→ Task brief
Copy the result of filtering the entries below for lines that include the string "format".
------ Task input
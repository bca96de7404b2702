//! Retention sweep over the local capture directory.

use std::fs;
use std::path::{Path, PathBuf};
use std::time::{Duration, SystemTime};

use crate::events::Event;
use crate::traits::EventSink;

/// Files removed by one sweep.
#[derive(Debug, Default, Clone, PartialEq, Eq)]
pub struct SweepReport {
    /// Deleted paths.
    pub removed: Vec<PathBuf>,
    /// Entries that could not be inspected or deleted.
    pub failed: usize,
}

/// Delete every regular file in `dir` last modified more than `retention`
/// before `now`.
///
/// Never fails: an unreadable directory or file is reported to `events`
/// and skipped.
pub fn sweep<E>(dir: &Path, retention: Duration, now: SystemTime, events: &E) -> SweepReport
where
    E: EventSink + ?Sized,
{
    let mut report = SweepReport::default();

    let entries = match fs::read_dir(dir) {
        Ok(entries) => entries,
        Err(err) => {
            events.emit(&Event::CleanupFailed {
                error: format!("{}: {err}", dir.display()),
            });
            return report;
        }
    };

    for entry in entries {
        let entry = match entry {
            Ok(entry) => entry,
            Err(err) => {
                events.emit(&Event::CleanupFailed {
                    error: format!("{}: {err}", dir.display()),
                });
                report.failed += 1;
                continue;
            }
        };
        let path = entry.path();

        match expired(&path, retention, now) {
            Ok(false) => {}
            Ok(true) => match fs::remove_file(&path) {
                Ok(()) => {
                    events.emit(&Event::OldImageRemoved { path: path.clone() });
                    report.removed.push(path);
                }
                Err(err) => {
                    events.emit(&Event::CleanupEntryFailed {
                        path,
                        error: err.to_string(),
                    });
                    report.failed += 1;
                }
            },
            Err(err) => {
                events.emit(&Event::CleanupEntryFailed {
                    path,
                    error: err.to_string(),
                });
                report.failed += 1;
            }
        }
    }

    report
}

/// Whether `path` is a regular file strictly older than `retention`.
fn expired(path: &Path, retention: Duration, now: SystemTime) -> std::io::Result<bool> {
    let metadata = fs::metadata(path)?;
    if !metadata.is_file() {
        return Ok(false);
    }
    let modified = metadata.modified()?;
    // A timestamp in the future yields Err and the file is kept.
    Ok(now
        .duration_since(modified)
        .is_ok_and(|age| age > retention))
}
------------
------ Task input
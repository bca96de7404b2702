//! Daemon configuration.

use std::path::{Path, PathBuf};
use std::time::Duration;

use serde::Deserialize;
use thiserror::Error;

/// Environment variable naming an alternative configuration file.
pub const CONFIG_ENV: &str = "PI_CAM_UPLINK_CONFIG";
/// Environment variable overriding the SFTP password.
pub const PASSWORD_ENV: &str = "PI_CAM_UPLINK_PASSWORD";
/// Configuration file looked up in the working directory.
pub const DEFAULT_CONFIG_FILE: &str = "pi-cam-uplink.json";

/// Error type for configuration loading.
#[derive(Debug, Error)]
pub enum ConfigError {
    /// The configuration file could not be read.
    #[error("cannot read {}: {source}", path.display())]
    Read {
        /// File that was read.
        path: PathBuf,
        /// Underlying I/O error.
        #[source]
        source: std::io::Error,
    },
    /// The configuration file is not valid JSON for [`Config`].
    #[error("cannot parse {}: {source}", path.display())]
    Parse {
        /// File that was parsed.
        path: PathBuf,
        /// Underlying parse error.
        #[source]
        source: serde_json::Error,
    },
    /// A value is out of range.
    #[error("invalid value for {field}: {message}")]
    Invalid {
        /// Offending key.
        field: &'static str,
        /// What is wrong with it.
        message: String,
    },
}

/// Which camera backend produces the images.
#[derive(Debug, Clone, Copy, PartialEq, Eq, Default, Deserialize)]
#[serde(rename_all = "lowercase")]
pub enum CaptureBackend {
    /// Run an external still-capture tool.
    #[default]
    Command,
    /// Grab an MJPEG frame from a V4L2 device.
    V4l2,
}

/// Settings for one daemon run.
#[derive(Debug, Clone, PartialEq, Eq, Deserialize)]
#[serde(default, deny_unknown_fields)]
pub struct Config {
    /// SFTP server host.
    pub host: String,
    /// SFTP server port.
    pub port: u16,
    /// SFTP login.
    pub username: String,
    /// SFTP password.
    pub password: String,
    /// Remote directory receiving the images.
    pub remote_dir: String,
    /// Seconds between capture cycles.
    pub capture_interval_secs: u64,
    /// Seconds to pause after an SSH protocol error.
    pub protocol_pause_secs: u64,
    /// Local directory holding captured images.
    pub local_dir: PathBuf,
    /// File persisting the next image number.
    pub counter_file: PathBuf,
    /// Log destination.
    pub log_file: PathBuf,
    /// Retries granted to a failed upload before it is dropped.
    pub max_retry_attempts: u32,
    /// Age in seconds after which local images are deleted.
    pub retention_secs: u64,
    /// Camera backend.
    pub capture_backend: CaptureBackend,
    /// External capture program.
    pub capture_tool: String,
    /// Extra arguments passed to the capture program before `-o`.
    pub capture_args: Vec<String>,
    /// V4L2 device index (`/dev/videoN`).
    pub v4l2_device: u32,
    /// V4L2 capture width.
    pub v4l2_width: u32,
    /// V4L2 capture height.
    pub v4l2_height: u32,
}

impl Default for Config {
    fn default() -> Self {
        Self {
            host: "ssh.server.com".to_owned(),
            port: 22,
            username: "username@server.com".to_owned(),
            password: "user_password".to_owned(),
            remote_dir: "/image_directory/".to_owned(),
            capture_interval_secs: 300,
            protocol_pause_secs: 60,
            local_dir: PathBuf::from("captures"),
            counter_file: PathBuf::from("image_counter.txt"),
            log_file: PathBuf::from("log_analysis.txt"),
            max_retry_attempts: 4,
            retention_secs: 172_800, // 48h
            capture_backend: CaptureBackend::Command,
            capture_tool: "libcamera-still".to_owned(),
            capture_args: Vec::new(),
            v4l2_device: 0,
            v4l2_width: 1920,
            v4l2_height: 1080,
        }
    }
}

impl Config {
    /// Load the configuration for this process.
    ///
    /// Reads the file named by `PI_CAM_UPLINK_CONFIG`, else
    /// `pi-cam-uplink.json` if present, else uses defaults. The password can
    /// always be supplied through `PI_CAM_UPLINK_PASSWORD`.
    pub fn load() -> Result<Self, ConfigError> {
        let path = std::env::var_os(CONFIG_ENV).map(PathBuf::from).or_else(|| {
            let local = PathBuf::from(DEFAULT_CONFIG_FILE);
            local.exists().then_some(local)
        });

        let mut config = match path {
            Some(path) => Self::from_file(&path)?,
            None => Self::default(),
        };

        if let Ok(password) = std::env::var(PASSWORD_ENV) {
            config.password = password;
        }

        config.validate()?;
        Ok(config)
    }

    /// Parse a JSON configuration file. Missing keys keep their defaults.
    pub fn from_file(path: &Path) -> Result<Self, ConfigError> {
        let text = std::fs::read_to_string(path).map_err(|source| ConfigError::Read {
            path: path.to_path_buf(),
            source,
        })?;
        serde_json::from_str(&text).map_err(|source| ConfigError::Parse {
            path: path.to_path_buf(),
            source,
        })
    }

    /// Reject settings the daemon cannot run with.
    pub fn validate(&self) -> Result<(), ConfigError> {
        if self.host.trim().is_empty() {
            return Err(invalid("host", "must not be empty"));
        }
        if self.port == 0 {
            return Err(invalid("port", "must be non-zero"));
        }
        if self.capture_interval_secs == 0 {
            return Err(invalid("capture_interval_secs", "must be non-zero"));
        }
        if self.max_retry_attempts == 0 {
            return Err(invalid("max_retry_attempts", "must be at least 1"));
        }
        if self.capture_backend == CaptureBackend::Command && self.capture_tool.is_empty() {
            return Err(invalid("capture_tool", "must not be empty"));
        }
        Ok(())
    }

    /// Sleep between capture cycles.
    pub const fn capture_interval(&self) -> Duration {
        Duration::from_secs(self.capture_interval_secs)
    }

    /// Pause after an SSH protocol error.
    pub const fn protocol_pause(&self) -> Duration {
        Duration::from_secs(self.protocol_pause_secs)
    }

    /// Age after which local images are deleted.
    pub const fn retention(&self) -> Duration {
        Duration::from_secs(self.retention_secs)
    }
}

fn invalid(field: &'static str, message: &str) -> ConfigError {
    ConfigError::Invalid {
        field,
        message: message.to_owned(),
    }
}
------------
→ Solution to this task
                error: format!("{}: {err}", dir.display()),
                    error: format!("{}: {err}", dir.display()),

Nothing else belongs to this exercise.